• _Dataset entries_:
▬▬▬▬▬▬

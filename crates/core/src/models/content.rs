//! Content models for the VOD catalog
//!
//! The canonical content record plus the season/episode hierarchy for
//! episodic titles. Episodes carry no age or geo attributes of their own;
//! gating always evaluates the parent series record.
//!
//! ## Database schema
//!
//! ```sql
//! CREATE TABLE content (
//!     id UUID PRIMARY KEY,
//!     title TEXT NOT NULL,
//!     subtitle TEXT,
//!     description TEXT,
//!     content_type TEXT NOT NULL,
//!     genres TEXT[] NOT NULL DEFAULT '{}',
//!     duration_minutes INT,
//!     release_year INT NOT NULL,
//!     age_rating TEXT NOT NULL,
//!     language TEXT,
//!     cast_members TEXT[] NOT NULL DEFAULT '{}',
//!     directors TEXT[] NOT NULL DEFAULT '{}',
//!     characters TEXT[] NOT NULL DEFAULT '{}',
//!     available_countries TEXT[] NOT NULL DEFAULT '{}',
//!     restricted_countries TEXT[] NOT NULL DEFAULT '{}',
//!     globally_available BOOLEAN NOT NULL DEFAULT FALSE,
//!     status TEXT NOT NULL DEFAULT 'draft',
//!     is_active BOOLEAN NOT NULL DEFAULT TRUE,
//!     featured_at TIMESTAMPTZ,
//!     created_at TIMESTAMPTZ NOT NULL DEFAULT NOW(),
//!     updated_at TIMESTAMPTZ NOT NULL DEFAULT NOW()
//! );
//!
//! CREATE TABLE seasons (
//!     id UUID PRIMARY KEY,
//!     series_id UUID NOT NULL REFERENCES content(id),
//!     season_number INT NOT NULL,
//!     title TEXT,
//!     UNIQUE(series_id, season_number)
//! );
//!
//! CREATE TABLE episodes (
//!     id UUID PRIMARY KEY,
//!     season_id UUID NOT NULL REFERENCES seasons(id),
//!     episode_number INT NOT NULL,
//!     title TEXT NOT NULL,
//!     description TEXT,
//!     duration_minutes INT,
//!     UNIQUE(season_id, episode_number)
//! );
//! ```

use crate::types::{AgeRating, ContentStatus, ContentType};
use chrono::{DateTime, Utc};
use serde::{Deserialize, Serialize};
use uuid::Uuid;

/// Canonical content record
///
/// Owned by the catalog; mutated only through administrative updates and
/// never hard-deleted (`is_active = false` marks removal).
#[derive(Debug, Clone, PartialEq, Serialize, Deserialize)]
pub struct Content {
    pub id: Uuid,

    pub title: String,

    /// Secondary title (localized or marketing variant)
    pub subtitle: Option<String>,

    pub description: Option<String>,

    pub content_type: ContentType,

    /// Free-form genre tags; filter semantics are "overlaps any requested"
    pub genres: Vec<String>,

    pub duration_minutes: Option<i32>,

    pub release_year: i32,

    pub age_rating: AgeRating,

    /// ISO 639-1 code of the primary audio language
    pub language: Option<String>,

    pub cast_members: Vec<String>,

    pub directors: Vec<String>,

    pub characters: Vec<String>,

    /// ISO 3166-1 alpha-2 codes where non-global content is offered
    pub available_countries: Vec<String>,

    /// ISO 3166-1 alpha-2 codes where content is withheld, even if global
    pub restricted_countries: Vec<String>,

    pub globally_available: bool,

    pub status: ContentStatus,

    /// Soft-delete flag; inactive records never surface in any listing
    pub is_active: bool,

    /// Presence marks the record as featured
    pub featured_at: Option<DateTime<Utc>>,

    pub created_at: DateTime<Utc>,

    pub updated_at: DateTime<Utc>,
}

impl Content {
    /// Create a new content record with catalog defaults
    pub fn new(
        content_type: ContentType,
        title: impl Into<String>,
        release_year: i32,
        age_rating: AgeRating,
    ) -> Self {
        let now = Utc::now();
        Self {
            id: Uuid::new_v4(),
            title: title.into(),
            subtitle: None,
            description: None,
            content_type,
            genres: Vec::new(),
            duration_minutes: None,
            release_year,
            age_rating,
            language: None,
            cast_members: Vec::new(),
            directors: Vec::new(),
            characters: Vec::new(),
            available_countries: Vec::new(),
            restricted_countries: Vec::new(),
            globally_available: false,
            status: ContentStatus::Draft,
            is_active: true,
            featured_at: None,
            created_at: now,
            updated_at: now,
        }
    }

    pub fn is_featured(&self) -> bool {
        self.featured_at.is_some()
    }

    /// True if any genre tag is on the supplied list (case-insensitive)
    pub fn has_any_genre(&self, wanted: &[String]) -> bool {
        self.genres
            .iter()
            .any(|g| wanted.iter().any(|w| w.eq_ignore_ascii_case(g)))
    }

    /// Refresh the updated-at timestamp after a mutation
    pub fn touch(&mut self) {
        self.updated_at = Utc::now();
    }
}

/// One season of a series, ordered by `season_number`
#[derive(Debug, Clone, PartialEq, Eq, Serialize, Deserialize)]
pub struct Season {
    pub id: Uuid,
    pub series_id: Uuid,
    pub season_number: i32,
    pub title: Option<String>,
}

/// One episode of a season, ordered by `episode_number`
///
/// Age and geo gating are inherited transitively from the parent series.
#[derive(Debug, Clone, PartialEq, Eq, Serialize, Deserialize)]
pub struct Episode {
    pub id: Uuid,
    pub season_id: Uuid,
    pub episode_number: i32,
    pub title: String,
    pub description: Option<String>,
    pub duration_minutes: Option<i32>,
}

▬▬▬▬▬▬

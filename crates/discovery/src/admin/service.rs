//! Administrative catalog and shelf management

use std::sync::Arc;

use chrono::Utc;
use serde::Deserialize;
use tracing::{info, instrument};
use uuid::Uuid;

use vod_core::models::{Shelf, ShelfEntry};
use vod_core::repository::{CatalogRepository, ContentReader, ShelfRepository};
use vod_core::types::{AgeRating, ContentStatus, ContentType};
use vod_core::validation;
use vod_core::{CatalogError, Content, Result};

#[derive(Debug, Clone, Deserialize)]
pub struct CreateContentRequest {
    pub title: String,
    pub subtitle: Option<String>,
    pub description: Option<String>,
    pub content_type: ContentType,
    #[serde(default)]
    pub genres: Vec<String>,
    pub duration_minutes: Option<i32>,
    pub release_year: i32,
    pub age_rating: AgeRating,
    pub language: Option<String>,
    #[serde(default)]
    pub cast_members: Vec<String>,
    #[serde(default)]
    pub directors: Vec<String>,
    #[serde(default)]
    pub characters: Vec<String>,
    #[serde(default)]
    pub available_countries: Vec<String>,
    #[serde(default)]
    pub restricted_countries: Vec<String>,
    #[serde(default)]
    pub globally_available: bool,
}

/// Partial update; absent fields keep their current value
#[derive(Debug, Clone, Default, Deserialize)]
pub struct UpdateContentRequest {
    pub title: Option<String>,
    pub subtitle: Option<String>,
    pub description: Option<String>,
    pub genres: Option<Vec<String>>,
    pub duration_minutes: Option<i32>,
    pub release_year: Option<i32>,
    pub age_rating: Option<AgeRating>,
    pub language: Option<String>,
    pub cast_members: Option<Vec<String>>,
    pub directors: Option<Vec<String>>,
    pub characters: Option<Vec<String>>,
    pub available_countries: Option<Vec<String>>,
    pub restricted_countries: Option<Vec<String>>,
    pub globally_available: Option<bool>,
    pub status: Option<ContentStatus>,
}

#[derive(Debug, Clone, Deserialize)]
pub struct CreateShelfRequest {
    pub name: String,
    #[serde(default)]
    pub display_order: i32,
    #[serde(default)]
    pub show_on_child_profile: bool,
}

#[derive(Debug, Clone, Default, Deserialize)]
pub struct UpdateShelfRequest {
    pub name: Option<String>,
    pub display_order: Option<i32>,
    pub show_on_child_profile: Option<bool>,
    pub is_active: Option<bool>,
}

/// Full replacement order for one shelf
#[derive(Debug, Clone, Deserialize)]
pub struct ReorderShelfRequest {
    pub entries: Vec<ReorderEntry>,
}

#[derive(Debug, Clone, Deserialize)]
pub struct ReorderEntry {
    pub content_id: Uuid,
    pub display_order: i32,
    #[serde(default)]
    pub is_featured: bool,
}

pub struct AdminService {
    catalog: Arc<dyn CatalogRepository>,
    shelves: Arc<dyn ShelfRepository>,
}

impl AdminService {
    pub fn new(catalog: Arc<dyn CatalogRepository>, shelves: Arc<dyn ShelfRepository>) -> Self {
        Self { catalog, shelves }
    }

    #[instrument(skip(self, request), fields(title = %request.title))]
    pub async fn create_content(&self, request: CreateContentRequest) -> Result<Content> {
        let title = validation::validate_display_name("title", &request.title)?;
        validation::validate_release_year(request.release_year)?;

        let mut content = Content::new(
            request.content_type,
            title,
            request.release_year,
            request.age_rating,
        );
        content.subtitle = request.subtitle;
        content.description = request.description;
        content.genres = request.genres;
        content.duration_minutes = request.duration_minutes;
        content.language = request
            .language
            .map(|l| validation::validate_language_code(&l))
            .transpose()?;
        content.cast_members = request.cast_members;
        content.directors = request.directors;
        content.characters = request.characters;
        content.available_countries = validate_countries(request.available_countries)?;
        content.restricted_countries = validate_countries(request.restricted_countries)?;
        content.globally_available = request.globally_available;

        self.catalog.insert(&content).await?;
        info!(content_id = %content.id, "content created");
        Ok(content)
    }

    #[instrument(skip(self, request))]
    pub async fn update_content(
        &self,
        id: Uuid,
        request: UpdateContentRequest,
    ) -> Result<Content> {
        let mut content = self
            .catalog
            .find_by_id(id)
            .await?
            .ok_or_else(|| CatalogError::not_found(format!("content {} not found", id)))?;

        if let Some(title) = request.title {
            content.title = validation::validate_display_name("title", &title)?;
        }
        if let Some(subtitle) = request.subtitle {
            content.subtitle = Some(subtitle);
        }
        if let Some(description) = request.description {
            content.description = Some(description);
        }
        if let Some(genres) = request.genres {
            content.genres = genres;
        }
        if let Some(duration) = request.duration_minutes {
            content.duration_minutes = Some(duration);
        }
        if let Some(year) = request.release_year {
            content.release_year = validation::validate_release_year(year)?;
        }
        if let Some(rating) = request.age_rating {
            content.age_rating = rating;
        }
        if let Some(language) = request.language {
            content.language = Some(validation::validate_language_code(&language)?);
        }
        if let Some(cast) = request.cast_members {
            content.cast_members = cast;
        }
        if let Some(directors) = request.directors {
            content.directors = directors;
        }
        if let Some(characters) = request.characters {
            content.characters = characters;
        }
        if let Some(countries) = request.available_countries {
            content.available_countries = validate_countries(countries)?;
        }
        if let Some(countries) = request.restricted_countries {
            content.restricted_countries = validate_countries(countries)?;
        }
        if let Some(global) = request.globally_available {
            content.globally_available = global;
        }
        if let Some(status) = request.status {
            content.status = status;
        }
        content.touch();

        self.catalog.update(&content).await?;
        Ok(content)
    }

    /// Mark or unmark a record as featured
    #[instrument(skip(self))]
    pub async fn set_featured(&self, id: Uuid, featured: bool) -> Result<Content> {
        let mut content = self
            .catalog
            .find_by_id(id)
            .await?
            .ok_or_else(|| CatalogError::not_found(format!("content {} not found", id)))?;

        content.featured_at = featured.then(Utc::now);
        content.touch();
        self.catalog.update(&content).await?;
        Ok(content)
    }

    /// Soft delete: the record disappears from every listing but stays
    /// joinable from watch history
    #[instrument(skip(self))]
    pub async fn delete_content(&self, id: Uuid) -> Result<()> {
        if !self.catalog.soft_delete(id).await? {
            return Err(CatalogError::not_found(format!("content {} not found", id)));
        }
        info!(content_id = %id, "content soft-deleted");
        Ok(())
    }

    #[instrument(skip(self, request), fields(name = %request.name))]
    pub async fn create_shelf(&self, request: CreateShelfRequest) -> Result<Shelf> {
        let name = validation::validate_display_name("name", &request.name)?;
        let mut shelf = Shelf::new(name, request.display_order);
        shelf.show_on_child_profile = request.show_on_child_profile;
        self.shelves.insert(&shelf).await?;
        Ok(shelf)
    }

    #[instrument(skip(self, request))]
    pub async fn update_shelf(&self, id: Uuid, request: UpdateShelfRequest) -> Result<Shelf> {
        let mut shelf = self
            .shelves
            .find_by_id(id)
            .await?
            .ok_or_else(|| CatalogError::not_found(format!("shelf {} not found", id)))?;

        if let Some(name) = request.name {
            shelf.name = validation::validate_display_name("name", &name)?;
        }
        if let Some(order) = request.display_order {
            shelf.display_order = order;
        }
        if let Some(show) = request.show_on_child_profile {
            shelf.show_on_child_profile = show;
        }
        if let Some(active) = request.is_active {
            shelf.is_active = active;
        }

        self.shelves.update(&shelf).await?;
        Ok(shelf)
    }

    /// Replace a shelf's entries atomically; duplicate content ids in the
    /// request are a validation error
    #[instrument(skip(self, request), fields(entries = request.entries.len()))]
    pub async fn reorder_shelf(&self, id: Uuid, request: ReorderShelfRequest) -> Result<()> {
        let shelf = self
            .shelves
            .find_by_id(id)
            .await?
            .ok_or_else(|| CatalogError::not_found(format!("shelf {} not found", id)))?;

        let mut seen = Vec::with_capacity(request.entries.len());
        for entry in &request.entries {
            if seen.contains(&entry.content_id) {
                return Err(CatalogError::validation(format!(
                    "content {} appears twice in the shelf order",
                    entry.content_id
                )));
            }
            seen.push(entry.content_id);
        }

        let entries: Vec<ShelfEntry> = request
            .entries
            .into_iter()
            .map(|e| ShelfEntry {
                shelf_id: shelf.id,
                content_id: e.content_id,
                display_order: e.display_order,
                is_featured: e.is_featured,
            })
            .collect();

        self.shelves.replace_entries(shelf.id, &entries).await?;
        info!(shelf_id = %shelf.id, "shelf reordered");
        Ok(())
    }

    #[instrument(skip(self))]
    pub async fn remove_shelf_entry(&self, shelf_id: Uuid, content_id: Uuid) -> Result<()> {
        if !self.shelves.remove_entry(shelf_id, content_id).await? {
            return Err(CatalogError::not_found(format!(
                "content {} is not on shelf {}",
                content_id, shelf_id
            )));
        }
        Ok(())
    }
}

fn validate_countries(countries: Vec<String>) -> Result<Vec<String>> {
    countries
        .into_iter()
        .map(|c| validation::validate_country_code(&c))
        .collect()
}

▬▬▬▬▬▬

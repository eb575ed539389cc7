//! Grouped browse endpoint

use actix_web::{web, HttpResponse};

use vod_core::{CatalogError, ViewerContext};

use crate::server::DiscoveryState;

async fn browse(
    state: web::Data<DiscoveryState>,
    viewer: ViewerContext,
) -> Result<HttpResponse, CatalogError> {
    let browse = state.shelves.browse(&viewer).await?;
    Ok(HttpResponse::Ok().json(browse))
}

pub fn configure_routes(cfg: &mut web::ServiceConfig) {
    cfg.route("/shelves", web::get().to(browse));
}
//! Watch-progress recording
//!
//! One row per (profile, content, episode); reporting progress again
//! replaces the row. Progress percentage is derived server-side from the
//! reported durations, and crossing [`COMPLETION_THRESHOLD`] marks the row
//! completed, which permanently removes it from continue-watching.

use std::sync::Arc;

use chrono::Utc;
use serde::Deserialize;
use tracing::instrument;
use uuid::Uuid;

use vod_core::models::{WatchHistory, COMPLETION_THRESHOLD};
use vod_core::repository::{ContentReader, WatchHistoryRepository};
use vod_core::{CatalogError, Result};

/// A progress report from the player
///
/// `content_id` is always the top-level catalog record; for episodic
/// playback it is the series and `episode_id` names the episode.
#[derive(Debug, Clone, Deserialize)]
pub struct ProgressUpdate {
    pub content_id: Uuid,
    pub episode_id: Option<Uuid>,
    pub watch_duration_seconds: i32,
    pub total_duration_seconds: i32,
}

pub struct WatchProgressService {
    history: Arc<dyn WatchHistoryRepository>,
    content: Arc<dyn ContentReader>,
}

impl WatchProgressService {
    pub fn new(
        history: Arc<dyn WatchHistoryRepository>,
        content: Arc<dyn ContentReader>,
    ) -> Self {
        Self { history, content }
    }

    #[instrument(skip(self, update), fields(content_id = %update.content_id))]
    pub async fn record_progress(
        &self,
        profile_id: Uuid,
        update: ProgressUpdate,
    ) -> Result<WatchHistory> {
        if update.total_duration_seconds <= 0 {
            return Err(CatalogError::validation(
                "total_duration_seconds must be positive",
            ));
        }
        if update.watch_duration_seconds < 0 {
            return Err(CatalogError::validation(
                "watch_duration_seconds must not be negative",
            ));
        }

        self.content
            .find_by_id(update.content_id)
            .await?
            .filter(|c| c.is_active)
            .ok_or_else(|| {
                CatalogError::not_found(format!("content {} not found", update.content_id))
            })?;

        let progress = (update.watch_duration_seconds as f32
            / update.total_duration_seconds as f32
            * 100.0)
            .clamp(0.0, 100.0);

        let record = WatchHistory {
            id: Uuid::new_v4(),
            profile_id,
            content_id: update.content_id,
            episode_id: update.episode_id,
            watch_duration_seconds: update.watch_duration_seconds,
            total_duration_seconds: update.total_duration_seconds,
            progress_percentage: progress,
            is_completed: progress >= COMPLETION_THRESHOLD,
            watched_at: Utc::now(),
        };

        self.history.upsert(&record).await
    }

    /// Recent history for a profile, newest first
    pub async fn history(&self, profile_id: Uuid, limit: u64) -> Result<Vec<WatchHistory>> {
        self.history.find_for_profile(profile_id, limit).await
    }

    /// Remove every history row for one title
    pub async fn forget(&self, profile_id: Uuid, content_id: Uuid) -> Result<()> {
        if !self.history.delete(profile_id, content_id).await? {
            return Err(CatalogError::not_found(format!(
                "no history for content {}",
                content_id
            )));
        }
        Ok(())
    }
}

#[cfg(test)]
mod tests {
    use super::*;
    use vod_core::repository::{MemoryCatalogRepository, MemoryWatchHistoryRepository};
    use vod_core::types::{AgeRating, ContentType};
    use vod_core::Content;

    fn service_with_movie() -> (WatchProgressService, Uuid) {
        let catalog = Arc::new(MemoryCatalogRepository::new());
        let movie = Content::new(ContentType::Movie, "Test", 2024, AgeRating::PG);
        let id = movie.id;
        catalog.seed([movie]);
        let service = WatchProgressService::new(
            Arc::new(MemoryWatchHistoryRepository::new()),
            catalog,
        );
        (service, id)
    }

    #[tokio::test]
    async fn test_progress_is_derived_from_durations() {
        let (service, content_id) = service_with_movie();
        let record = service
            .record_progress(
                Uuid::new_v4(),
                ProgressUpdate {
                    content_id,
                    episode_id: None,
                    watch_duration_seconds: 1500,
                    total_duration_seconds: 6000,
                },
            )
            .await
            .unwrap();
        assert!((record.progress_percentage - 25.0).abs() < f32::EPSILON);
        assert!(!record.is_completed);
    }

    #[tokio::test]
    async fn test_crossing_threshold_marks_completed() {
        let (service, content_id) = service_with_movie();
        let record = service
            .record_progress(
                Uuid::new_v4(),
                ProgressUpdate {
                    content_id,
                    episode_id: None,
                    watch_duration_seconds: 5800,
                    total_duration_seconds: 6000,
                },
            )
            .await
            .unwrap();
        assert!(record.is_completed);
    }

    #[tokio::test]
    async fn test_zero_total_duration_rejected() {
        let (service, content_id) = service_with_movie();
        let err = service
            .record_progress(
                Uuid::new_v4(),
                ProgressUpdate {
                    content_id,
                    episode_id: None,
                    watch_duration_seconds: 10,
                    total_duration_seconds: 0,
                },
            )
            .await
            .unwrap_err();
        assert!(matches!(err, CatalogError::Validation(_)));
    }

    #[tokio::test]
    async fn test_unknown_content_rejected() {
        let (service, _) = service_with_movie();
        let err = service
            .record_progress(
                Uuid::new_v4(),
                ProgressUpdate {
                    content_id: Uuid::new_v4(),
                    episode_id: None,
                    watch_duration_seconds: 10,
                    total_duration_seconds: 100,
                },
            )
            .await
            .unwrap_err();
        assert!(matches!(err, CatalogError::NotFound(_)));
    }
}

▬▬▬▬▬▬

• _WORK TASK_: Your answer should consist of each line of the data above in which the word "filter" occurs.

• _RESULT OF THE EXERCISE_:
    /// Free-form genre tags; filter semantics are "overlaps any requested"
            .filter(|c| c.is_active)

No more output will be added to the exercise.